La realidad se nos escapa de las
manos como si de agua se tratara. Nadamos en un mar de propaganda cuya
intención es vaciar las mentes de sentido crítico para conseguir un único fin:
el consumo.
Sentir la necesidad de que un icono
proporciona la felicidad mientras los pequeños detalles de la vida pasan sin
apreciarlos. Las marcas determinan a las personas como en la antigüedad lo
hacía la profesión o el matrimonio. La falsa apariencia que otorgan ante la
galería. Un estatus social hipócrita y descontextualizado en un mundo
globalizado en el que niños africanos visten camisetas raídas con la publicidad
estadounidense o europea estampada.
Nos sentimos protagonistas en un
atentado propagandístico propiciado por la infinidad de la difusión. Nos
explota ante los ojos desde que alzamos la vista al despertarnos. A diario se
pierde la percepción de la sencillez, lo minimalista, en cuyo fondo reside la
esencia. El sendero por el que transcurre nuestra vida se distorsiona, se torna
inestable, a la mínima separación con el “Estado de la marca”. Se aprecia la
pérdida de la razón originada por el consumismo extremo, sus objetivos taladran
nuestras mentes hasta lograr la finalidad, comprar. Sin necesidad, casi siempre,
pero comprar. Adquirir, pelear por adscribirte a esa imagen y a su vez ella a
la imagen propia. En una palabra: aparentar.

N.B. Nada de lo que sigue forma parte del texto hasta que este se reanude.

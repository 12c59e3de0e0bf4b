//! Content hash to numeric id allocation.
//!
//! Ids are derived from the first five bytes of a hash, so unrelated content
//! can land on the same candidate. Collisions are resolved by probing forward
//! through the id tables until a vacant slot or the same content is found.
//! Once handed out, an id never moves.

use std::sync::Mutex;

use sqlchain_primitives::address::{address_kind, decode_address, encode_address};
use sqlchain_primitives::{sha256, AddressError, AddressKind, Hash256, Network};
use sqlchain_storage::{id_key, Column, KeyValueStore, StoreError};

pub const TX_PROBE_LIMIT: u32 = 32;
pub const ADDRESS_PROBE_LIMIT: u32 = 64;

const TX_PROBE_STEP: i64 = 1;
// keeps the kind bit intact
const ADDRESS_PROBE_STEP: i64 = 2;

#[derive(Debug)]
pub enum IdError {
    Exhausted { start: i64, attempts: u32 },
    Store(StoreError),
    Address(AddressError),
}

impl std::fmt::Display for IdError {
    fn fmt(&self, f: &mut std::fmt::Formatter<'_>) -> std::fmt::Result {
        match self {
            IdError::Exhausted { start, attempts } => write!(
                f,
                "no free id after {attempts} probes starting at {start}"
            ),
            IdError::Store(err) => write!(f, "{err}"),
            IdError::Address(err) => write!(f, "{err}"),
        }
    }
}

impl std::error::Error for IdError {}

impl From<StoreError> for IdError {
    fn from(err: StoreError) -> Self {
        IdError::Store(err)
    }
}

impl From<AddressError> for IdError {
    fn from(err: AddressError) -> Self {
        IdError::Address(err)
    }
}

/// Outcome of a transaction probe.
#[derive(Clone, Copy, Debug, Eq, PartialEq)]
pub struct TxSlot {
    pub id: i64,
    /// The hash was already stored under `id`.
    pub existed: bool,
}

fn prefix_id(bytes: &[u8]) -> i64 {
    let mut le = [0u8; 8];
    le[..5].copy_from_slice(&bytes[..5]);
    u64::from_le_bytes(le) as i64
}

/// Candidate id for a transaction hash. The low three bits are left clear so
/// rows sharing a prefix can be packed next to each other.
pub fn tx_hash_to_id(hash: &Hash256) -> i64 {
    prefix_id(hash) >> 3
}

/// Candidate id for an address hash; odd ids are P2SH.
pub fn addr_to_id(pkh: &[u8; 20], kind: AddressKind) -> i64 {
    let id = prefix_id(&sha256(pkh)) * 2;
    match kind {
        AddressKind::P2pkh => id,
        AddressKind::P2sh => id + 1,
    }
}

pub fn addr_to_id_str(address: &str) -> Result<i64, AddressError> {
    let (kind, _) = address_kind(address)?;
    Ok(addr_to_id(&decode_address(address)?, kind))
}

pub struct IdAllocator<S> {
    store: S,
    address_lock: Mutex<()>,
}

impl<S: KeyValueStore> IdAllocator<S> {
    pub fn new(store: S) -> Self {
        Self {
            store,
            address_lock: Mutex::new(()),
        }
    }

    pub fn store(&self) -> &S {
        &self.store
    }

    /// Probes for `hash`. With `allocate` set, a vacant slot is claimed and
    /// returned with `existed == false`; without it, the vacant candidate is
    /// returned untouched.
    pub fn find_or_allocate_tx(&self, hash: &Hash256, allocate: bool) -> Result<TxSlot, IdError> {
        let start = tx_hash_to_id(hash);
        let mut id = start;
        for _ in 0..TX_PROBE_LIMIT {
            let key = id_key(id);
            let stored = if allocate {
                self.store.insert_new(Column::TxHash, &key, hash)?
            } else {
                self.store.get(Column::TxHash, &key)?
            };
            match stored {
                None => return Ok(TxSlot { id, existed: false }),
                Some(existing) if existing.as_slice() == hash.as_slice() => {
                    return Ok(TxSlot { id, existed: true })
                }
                Some(_) => id += TX_PROBE_STEP,
            }
        }
        Err(exhausted("transaction", start, TX_PROBE_LIMIT))
    }

    /// Id of an already stored transaction, without allocating.
    pub fn find_tx(&self, hash: &Hash256) -> Result<Option<i64>, IdError> {
        let slot = self.find_or_allocate_tx(hash, false)?;
        Ok(slot.existed.then_some(slot.id))
    }

    pub fn tx_hash_for_id(&self, id: i64) -> Result<Option<Hash256>, IdError> {
        let Some(bytes) = self.store.get(Column::TxHash, &id_key(id))? else {
            return Ok(None);
        };
        Ok(bytes.as_slice().try_into().ok())
    }

    pub fn find_or_insert_address(&self, address: &str) -> Result<i64, IdError> {
        let (kind, _) = address_kind(address)?;
        let pkh = decode_address(address)?;
        self.find_or_insert_pkh(&pkh, kind)
    }

    /// Address probes are serialized so two workers never settle on the same
    /// slot for different content.
    pub fn find_or_insert_pkh(&self, pkh: &[u8; 20], kind: AddressKind) -> Result<i64, IdError> {
        let _guard = self.address_lock.lock().expect("address id lock");
        let start = addr_to_id(pkh, kind);
        let mut id = start;
        for _ in 0..ADDRESS_PROBE_LIMIT {
            match self.store.insert_new(Column::Address, &id_key(id), pkh)? {
                None => return Ok(id),
                Some(existing) if existing.as_slice() == pkh.as_slice() => return Ok(id),
                Some(_) => id += ADDRESS_PROBE_STEP,
            }
        }
        Err(exhausted("address", start, ADDRESS_PROBE_LIMIT))
    }

    /// Rebuilds the address string stored under `id`.
    pub fn address_for_id(&self, id: i64, network: Network) -> Result<Option<String>, IdError> {
        let Some(bytes) = self.store.get(Column::Address, &id_key(id))? else {
            return Ok(None);
        };
        let Ok(pkh) = <[u8; 20]>::try_from(bytes.as_slice()) else {
            return Ok(None);
        };
        let kind = if id & 1 == 1 {
            AddressKind::P2sh
        } else {
            AddressKind::P2pkh
        };
        Ok(Some(encode_address(&pkh, kind, network)))
    }
}

fn exhausted(what: &str, start: i64, attempts: u32) -> IdError {
    sqlchain_log::log_error!(
        "{what} id probe exhausted after {attempts} attempts from {start}; id table may be corrupt"
    );
    IdError::Exhausted { start, attempts }
}
use ripemd::{Digest as RipemdDigest, Ripemd160};
use sha2::Sha256;

use crate::network::Hash256;

pub fn sha256(data: &[u8]) -> Hash256 {
    let digest = Sha256::digest(data);
    let mut out = [0u8; 32];
    out.copy_from_slice(&digest);
    out
}

pub fn sha256d(data: &[u8]) -> Hash256 {
    let first = Sha256::digest(data);
    let second = Sha256::digest(first);
    let mut out = [0u8; 32];
    out.copy_from_slice(&second);
    out
}

/// RIPEMD160(SHA256(data)), the public-key-hash digest.
pub fn hash160(data: &[u8]) -> [u8; 20] {
    let sha = sha256(data);
    let digest = Ripemd160::digest(sha);
    let mut out = [0u8; 20];
    out.copy_from_slice(&digest);
    out
}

Demasiados objetos e hipocresía en un
mundo tan vacío de valores. Montañas de cosas que de nada valen, porque
perdimos la razón y nos hemos quedado vacíos. Dejamos de creer en los
pensamientos, en analizar lo que nos sucede. El mundo de las ideas no solo
reside en las aulas o en los libros. Vendimos el alma del cuerpo, lo profundo
no se cotiza en bolsa a pesar de su abstracción. Aferrarse a la marca
corporativa que lejos de tendernos la mano nos oprime el seso manipulando
nuestras acciones. Un factor más que encauza vidas en una sociedad sin razón
con la resignación como base social imperante.